TRAILab · sandropapais · Feb 12, 2026 · Feb 18, 2026 · Feb 18, 2026 · Feb 18, 2026
diff --git a/.claude/commands/autoresearch.md b/.claude/commands/autoresearch.md
@@ -0,0 +1,235 @@
+You are running an autonomous ML research loop for the ForeSight autonomous driving project.
+
+## Setup
+
+Arguments: $ARGUMENTS
+Parse:
+- `--goal` (required): research objective
+- `--base-config` (default: `projects/configs/sparsedrive_r50_stage2_4gpu.py`)

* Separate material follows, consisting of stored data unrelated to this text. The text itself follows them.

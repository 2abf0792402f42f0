//! Read Handle
//!
//! Snapshot view of one published generation. Every query walks the tree
//! from the generation's root and only touches blocks overlapping the
//! requested range.

use std::collections::HashSet;
use std::sync::Arc;

use uuid::Uuid;

use crate::bstore::{Block, BlockAddr, BlockStore, Superblock, LATEST_GENERATION};
use crate::error::{Result, StrataError};
use crate::record::{
    check_point_width, Accumulator, Record, StatRecord, Summary, MAXIMUM_TIME, MINIMUM_TIME,
    ROOT_PW,
};

use super::{child_index, child_pw, child_start, node_end, ROOT_START};

/// Immutable view of one generation of a stream
pub struct ReadTree {
    pub(super) bs: Arc<BlockStore>,
    pub(super) sb: Superblock,
}

impl ReadTree {
    /// Open a generation; `LATEST_GENERATION` selects the newest
    ///
    /// A stream that was never committed reads as the empty generation 0,
    /// both at `LATEST_GENERATION` and at generation 0 itself.
    pub fn open(bs: Arc<BlockStore>, stream: Uuid, generation: u64) -> Result<Self> {
        let sb = match bs.load_superblock(&stream, generation)? {
            Some(sb) => sb,
            None if generation == LATEST_GENERATION || generation == 0 => {
                Superblock::empty(stream)
            }
            None => return Err(StrataError::NoSuchGeneration { stream, generation }),
        };
        Ok(Self { bs, sb })
    }

    pub fn generation(&self) -> u64 {
        self.sb.generation
    }

    pub fn stream(&self) -> Uuid {
        self.sb.stream
    }

    pub fn superblock(&self) -> &Superblock {
        &self.sb
    }

    // =========================================================================
    // Raw values
    // =========================================================================

    /// Every record with `start <= time < end`, ascending
    pub fn read_standard_values_block(&self, start: i64, end: i64) -> Result<Vec<Record>> {
        let Some((start, end)) = clamp_range(start, end)? else {
            return Ok(Vec::new());
        };
        let mut out = Vec::new();
        if let Some(root) = self.sb.root {
            self.collect_values(root, start, end, &mut out)?;
        }
        Ok(out)
    }

    pub(super) fn collect_values(
        &self,
        addr: BlockAddr,
        start: i64,
        end: i64,
        out: &mut Vec<Record>,
    ) -> Result<()> {
        let block = self.bs.read_block(addr)?;
        match &*block {
            Block::Vector(node) => {
                let lo = node.records.partition_point(|r| r.time < start);
                let hi = node.records.partition_point(|r| r.time < end);
                out.extend_from_slice(&node.records[lo..hi]);
            }
            Block::Core(node) => {
                let cpw = child_pw(node.pw);
                for (i, child) in node.children.iter().enumerate() {
                    let Some(child) = child else { continue };
                    let cs = child_start(node.start, node.pw, i);
                    if cs >= end || node_end(cs, cpw) <= start {
                        continue;
                    }
                    self.collect_values(child.addr, start, end, out)?;
                }
            }
        }
        Ok(())
    }

    // =========================================================================
    // Statistical aggregates
    // =========================================================================

    /// Aggregate records into buckets of width `2^pw`
    ///
    /// `start` is rounded down and `end` rounded up to the bucket grid; empty
    /// buckets are omitted. Subtrees that fit entirely inside one bucket are
    /// answered from their stored summary without being read.
    pub fn query_statistical_values_block(
        &self,
        start: i64,
        end: i64,
        pw: u8,
    ) -> Result<Vec<StatRecord>> {
        check_point_width(pw)?;
        let Some((start, end)) = clamp_range(start, end)? else {
            return Ok(Vec::new());
        };
        let mask = (1i64 << pw) - 1;
        let start = start & !mask;
        let end = (end + mask) & !mask;

        let mut buckets = Buckets::new(mask);
        if let Some(root) = self.sb.root {
            self.collect_stats(root, ROOT_START, ROOT_PW, start, end, pw, &mut buckets)?;
        }
        Ok(buckets.finish())
    }

    #[allow(clippy::too_many_arguments)]
    fn collect_stats(
        &self,
        addr: BlockAddr,
        node_start: i64,
        node_pw: u8,
        start: i64,
        end: i64,
        pw: u8,
        buckets: &mut Buckets,
    ) -> Result<()> {
        let block = self.bs.read_block(addr)?;
        match &*block {
            Block::Vector(node) => {
                let lo = node.records.partition_point(|r| r.time < start);
                let hi = node.records.partition_point(|r| r.time < end);
                for r in &node.records[lo..hi] {
                    buckets.add_value(r.time, r.value);
                }
            }
            Block::Core(node) => {
                let cpw = child_pw(node_pw);
                for (i, child) in node.children.iter().enumerate() {
                    let Some(child) = child else { continue };
                    let cs = child_start(node_start, node_pw, i);
                    if cs >= end || node_end(cs, cpw) <= start {
                        continue;
                    }
                    // Bucket-aligned query bounds mean a child no wider than a
                    // bucket is either fully inside or fully outside the range
                    if cpw <= pw {
                        buckets.add_summary(cs, &child.summary);
                    } else {
                        self.collect_stats(child.addr, cs, cpw, start, end, pw, buckets)?;
                    }
                }
            }
        }
        Ok(())
    }

    // =========================================================================
    // Nearest value
    // =========================================================================

    /// Closest record at or after `time`, or at or before it when `backwards`
    pub fn find_nearest_value(&self, time: i64, backwards: bool) -> Result<Record> {
        let Some(root) = self.sb.root else {
            return Err(StrataError::NoSuchPoint);
        };
        let time = if backwards {
            if time < MINIMUM_TIME {
                return Err(StrataError::NoSuchPoint);
            }
            time.min(MAXIMUM_TIME)
        } else {
            if time > MAXIMUM_TIME {
                return Err(StrataError::NoSuchPoint);
            }
            time.max(MINIMUM_TIME)
        };
        self.nearest(root, time, backwards)?
            .ok_or(StrataError::NoSuchPoint)
    }

    fn nearest(&self, addr: BlockAddr, time: i64, backwards: bool) -> Result<Option<Record>> {
        let block = self.bs.read_block(addr)?;
        match &*block {
            Block::Vector(node) => {
                let found = if backwards {
                    let idx = node.records.partition_point(|r| r.time <= time);
                    idx.checked_sub(1).map(|i| node.records[i])
                } else {
                    let idx = node.records.partition_point(|r| r.time < time);
                    node.records.get(idx).copied()
                };
                Ok(found)
            }
            Block::Core(node) => {
                let here = if time < node.start {
                    0
                } else if time >= node_end(node.start, node.pw) {
                    node.children.len() - 1
                } else {
                    child_index(node.start, node.pw, time)
                };
                let order: Box<dyn Iterator<Item = usize>> = if backwards {
                    Box::new((0..=here).rev())
                } else {
                    Box::new(here..node.children.len())
                };
                for i in order {
                    let Some(child) = &node.children[i] else { continue };
                    if let Some(found) = self.nearest(child.addr, time, backwards)? {
                        return Ok(Some(found));
                    }
                }
                Ok(None)
            }
        }
    }

    // =========================================================================
    // Reachability
    // =========================================================================

    /// Every block address reachable from this generation's root
    pub fn get_all_referenced_vaddrs(&self) -> Result<HashSet<BlockAddr>> {
        let mut reached = HashSet::new();
        let Some(root) = self.sb.root else {
            return Ok(reached);
        };
        let mut stack = vec![root];
        while let Some(addr) = stack.pop() {
            if reached.insert(addr) {
                stack.extend(self.bs.read_block(addr)?.child_addrs());
            }
        }
        Ok(reached)
    }
}

/// Clamp a query range to the time domain; `None` when it is empty
fn clamp_range(start: i64, end: i64) -> Result<Option<(i64, i64)>> {
    if start > end {
        return Err(StrataError::InvalidArgument(format!(
            "query start {} after end {}",
            start, end
        )));
    }
    let start = start.max(MINIMUM_TIME);
    let end = end.min(MAXIMUM_TIME + 1);
    Ok((start < end).then_some((start, end)))
}

/// Output buckets filled in ascending time order
struct Buckets {
    mask: i64,
    current: Option<Accumulator>,
    out: Vec<StatRecord>,
}

impl Buckets {
    fn new(mask: i64) -> Self {
        Self {
            mask,
            current: None,
            out: Vec::new(),
        }
    }

    fn bucket(&mut self, time: i64) -> &mut Accumulator {
        let bucket = time & !self.mask;
        if self.current.map_or(true, |acc| acc.time != bucket) {
            if let Some(done) = self.current.take().and_then(|acc| acc.finish()) {
                self.out.push(done);
            }
            self.current = Some(Accumulator::new(bucket));
        }
        self.current.get_or_insert_with(|| Accumulator::new(bucket))
    }

    fn add_value(&mut self, time: i64, value: f64) {
        self.bucket(time).add_value(value);
    }

    fn add_summary(&mut self, time: i64, summary: &Summary) {
        self.bucket(time).add_summary(summary);
    }

    fn finish(mut self) -> Vec<StatRecord> {
        if let Some(done) = self.current.take().and_then(|acc| acc.finish()) {
            self.out.push(done);
        }
        self.out
    }
}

+- `--max-experiments` (default: 5)
+- `--poll` (default: 30m): how often to check job status (e.g. `30m`, `1h`)
+
+**Agree on a run tag** based on today's date (e.g. `mar25`). The branch `autoresearch/<tag>` must not already exist.
+
+```bash
+git checkout -b autoresearch/<tag>
+```
+
+Read the base config for full context before proposing anything:
+```bash
+head -90 <base-config> && echo "---" && tail -50 <base-config>
+```
+
+**Initialize `results.tsv`** if it doesn't exist (tab-separated, NOT comma-separated):
+```
+commit	val_L2	val_col%	car_ade	NDS	status	description
+```
+
+**Run the baseline** — always submit the base config as exp-000 before any experiments. This gives a reproducible reference on the same hardware and code version.
+
+Config stem: `auto_<tag>_exp000_baseline`
+
+Create the config (copy base config, only update the WandB name):
+```python
+# === autoresearch overrides (auto_<tag>_exp000_baseline) ===
+log_config['hooks'][1]['init_kwargs']['name'] = 'auto_<tag>_exp000_baseline'
+```
+
+Submit and wait for it to finish exactly as in Steps 3–6 below. Record results as the first `results.tsv` row with status `baseline`. This run does NOT count against `--max-experiments`.
+
+**Initialize `research_log.md`** if it doesn't exist. If it already exists, read it to catch up on prior experiments before proposing.
+
+**Read the project research review** to understand the full experimental landscape, confirmed wins, and known-bad ideas before proposing anything:
+```bash
+cat autoresearch/research_review.md
+```
+Pay particular attention to:
+- **Section 3** (Experimental Findings): what has already been tried and what the results were — do NOT re-run experiments that are already documented here
+- **Section 7** (Prioritized Action Plan): the "Confirmed Wins" table and "Negative/Null Evidence" table — use the confirmed wins as a starting point and never propose ideas from the null/negative list
+- **Section 9** (Open Questions): unresolved questions worth answering
+
+## Architecture
+- SparseDrive: ResNet → FPN → SparseDriveHead (detection + map + motion/planning)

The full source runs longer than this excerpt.